Any “team” confronted with a legal challenge by Harvey – a business, a professional organization, or even a family – should be mindful of the psychological effects of that stress, and encourage counseling for depression, substance abuse, and other such problems when their first signs appear. Of course, that is a good practice in any event. But its potential side benefit to a legal case is real and worth remembering.
- Remember three definitions.
The factual and legal issues that will ultimately go to trial in cases about Harvey simply cannot be predicted with any specificity. But in the short run, three basic legal concepts are likely to pervade business dealings related to the storm:
- The Texas pattern jury instruction about “duress” defines it as “the mental, physical, or economic coercion of another, causing that party to act contrary to his free will and interest.”
- While “force majeure” is ordinarily defined by a specific contract, it generally refers to an “extraordinary event or circumstance beyond the control of the parties,” and often does not excuse a party’s non-performance entirely, but only suspends it for the duration of the event.
- “Impossibility of performance” is defined by the Restatement (Second) of Contracts as occurring “[w]here, after a contract is made, a party’s performance is made impracticable without his fault by the occurrence of an event the non-occurrence of which was a basic assumption on which the contract was made, his duty to render that performance is discharged, unless the language or the circumstances indicate the contrary.”

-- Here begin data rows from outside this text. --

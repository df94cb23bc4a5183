//! Domain-level error type.
//!
//! Errors here carry no transport detail. Inbound adapters translate them
//! into HTTP responses; use-case errors convert into them via `From`.

use serde::{Deserialize, Serialize};
use serde_json::Value;

use super::TraceId;

/// Stable machine-readable error code describing the failure category.
#[derive(Debug, Clone, Copy, PartialEq, Eq, Hash, Serialize, Deserialize)]
#[non_exhaustive]
#[serde(rename_all = "snake_case")]
pub enum ErrorCode {
    /// The request is malformed or fails validation.
    InvalidRequest,
    /// Credentials are missing or wrong.
    Unauthorized,
    /// The upstream client refused the operation in its current state.
    Conflict,
    /// The WhatsApp session or the upstream gateway cannot serve the request.
    ServiceUnavailable,
    /// An unexpected failure inside the service.
    InternalError,
}

/// Domain error payload.
///
/// ## Invariants
/// - `message` must be non-empty once trimmed of whitespace.
///
/// # Examples
/// ```
/// use wa_gateway::domain::{Error, ErrorCode};
///
/// let err = Error::invalid_request("newsletter_id: cannot be blank");
/// assert_eq!(err.code(), ErrorCode::InvalidRequest);
/// ```
#[derive(Debug, Clone, PartialEq, Serialize, Deserialize)]
#[serde(rename_all = "camelCase")]
#[serde(try_from = "ErrorDto", into = "ErrorDto")]
pub struct Error {
    code: ErrorCode,
    message: String,
    #[serde(skip_serializing_if = "Option::is_none")]
    details: Option<Value>,
    #[serde(skip_serializing_if = "Option::is_none")]
    trace_id: Option<String>,
}

/// Validation errors emitted by the constructors.
#[derive(Debug, Clone, PartialEq, Eq, thiserror::Error)]
pub enum ErrorValidationError {
    /// The message was empty or whitespace-only.
    #[error("error message must not be empty")]
    EmptyMessage,
}

impl Error {
    /// Create a new error, panicking if the message is blank.
    ///
    /// Every call site passes a literal or a formatted non-empty string.
    pub fn new(code: ErrorCode, message: impl Into<String>) -> Self {
        match Self::try_new(code, message) {
            Ok(value) => value,
            Err(err) => panic!("error messages must satisfy validation: {err}"),
        }
    }

    /// Fallible constructor that validates the message content.
    ///
    /// The trace identifier of the current request, if any, is captured.
    pub fn try_new(
        code: ErrorCode,
        message: impl Into<String>,
    ) -> Result<Self, ErrorValidationError> {
        let message = message.into();
        if message.trim().is_empty() {
            return Err(ErrorValidationError::EmptyMessage);
        }
        Ok(Self {
            code,
            message,
            details: None,
            trace_id: TraceId::current().map(|id| id.to_string()),
        })
    }

    /// Stable machine-readable error code.
    pub fn code(&self) -> ErrorCode {
        self.code
    }

    /// Human-readable message returned to adapters.
    pub fn message(&self) -> &str {
        self.message.as_str()
    }

    /// Supplementary structured details.
    pub fn details(&self) -> Option<&Value> {
        self.details.as_ref()
    }

    /// Trace identifier of the request that produced the error.
    pub fn trace_id(&self) -> Option<&str> {
        self.trace_id.as_deref()
    }

    /// Attach structured details to the error.
    ///
    /// # Examples
    /// ```
    /// use serde_json::json;
    /// use wa_gateway::domain::Error;
    ///
    /// let err = Error::invalid_request("bad").with_details(json!({ "field": "newsletter_id" }));
    /// assert!(err.details().is_some());
    /// ```
    pub fn with_details(mut self, details: Value) -> Self {
        self.details = Some(details);
        self
    }

    /// Override the captured trace identifier.
    pub fn with_trace_id(mut self, trace_id: impl Into<String>) -> Self {
        self.trace_id = Some(trace_id.into());
        self
    }

    /// Convenience constructor for [`ErrorCode::InvalidRequest`].
    pub fn invalid_request(message: impl Into<String>) -> Self {
        Self::new(ErrorCode::InvalidRequest, message)
    }

    /// Convenience constructor for [`ErrorCode::Unauthorized`].
    pub fn unauthorized(message: impl Into<String>) -> Self {
        Self::new(ErrorCode::Unauthorized, message)
    }

    /// Convenience constructor for [`ErrorCode::Conflict`].
    pub fn conflict(message: impl Into<String>) -> Self {
        Self::new(ErrorCode::Conflict, message)
    }

    /// Convenience constructor for [`ErrorCode::ServiceUnavailable`].
    pub fn service_unavailable(message: impl Into<String>) -> Self {
        Self::new(ErrorCode::ServiceUnavailable, message)
    }

    /// Convenience constructor for [`ErrorCode::InternalError`].
    pub fn internal(message: impl Into<String>) -> Self {
        Self::new(ErrorCode::InternalError, message)
    }
}

impl std::fmt::Display for Error {
    fn fmt(&self, f: &mut std::fmt::Formatter<'_>) -> std::fmt::Result {
        write!(f, "{}", self.message)
    }
}

impl std::error::Error for Error {}

#[derive(Debug, Clone, Serialize, Deserialize)]
#[serde(rename_all = "camelCase")]
struct ErrorDto {
    code: ErrorCode,
    message: String,
    #[serde(default, skip_serializing_if = "Option::is_none")]
    details: Option<Value>,
    #[serde(default, skip_serializing_if = "Option::is_none")]
    trace_id: Option<String>,
}

impl From<Error> for ErrorDto {
    fn from(value: Error) -> Self {
        Self {
            code: value.code,
            message: value.message,
            details: value.details,
            trace_id: value.trace_id,
        }
    }
}

impl TryFrom<ErrorDto> for Error {
    type Error = ErrorValidationError;

    fn try_from(value: ErrorDto) -> Result<Self, Self::Error> {
        let ErrorDto {
            code,
            message,
            details,
            trace_id,
        } = value;

        let mut error = Error::try_new(code, message)?;
        error.details = details;
        error.trace_id = trace_id;
        Ok(error)
    }
}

Awareness of these concepts can potentially avoid problems down the road, as well as identify topics and issues that require special attention today.
- “Two-deep leadership.”
The Boy Scouts of America strictly follows a policy of “two-deep leadership,” under which two adults should be present at all times when interacting with youth. One benefit of that policy is to avoid “he-said, she-said” disputes between two eyewitnesses with no third–party corroboration. In the stress of dealing with the aftermath of Harvey, involving a business colleague or a friend in important discussions may help the future resolution of a legal matter, if a dispute arises about what was said in those discussions.
- Crowdsource, wisely.
For good or ill, social media has come a long way since Hurricane Katrina. Used judiciously, it can be a good source of information about late-breaking news or the reputation of a particular business. And it can provide a valuable outlet for self-expression after the trauma of Harvey.
But social media posts can survive much longer than the thoughts that prompted them, and rash comments about people or events can come back to haunt the person who makes an ill-advised post. Social media is a valuable conduit for information, and at the same time, it is a reliable creator and collector of potential evidence.
Conclusion
Faced with the reality of recovery from one of the worst storms in the nation’s history, planning for future litigation may seem to be a distant worry. But the foundation for that litigation is being put in place today, intentionally or unintentionally. These five basic ideas may provide ways to place that foundation in a more orderly manner, resulting in a stronger end product.
David Coale is a partner at Lynn Pinker Cox & Hurst. He specializes in appellate law and clerked for Judge Patrick Higginbotham of the U.S. Court of Appeals for the Fifth Circuit.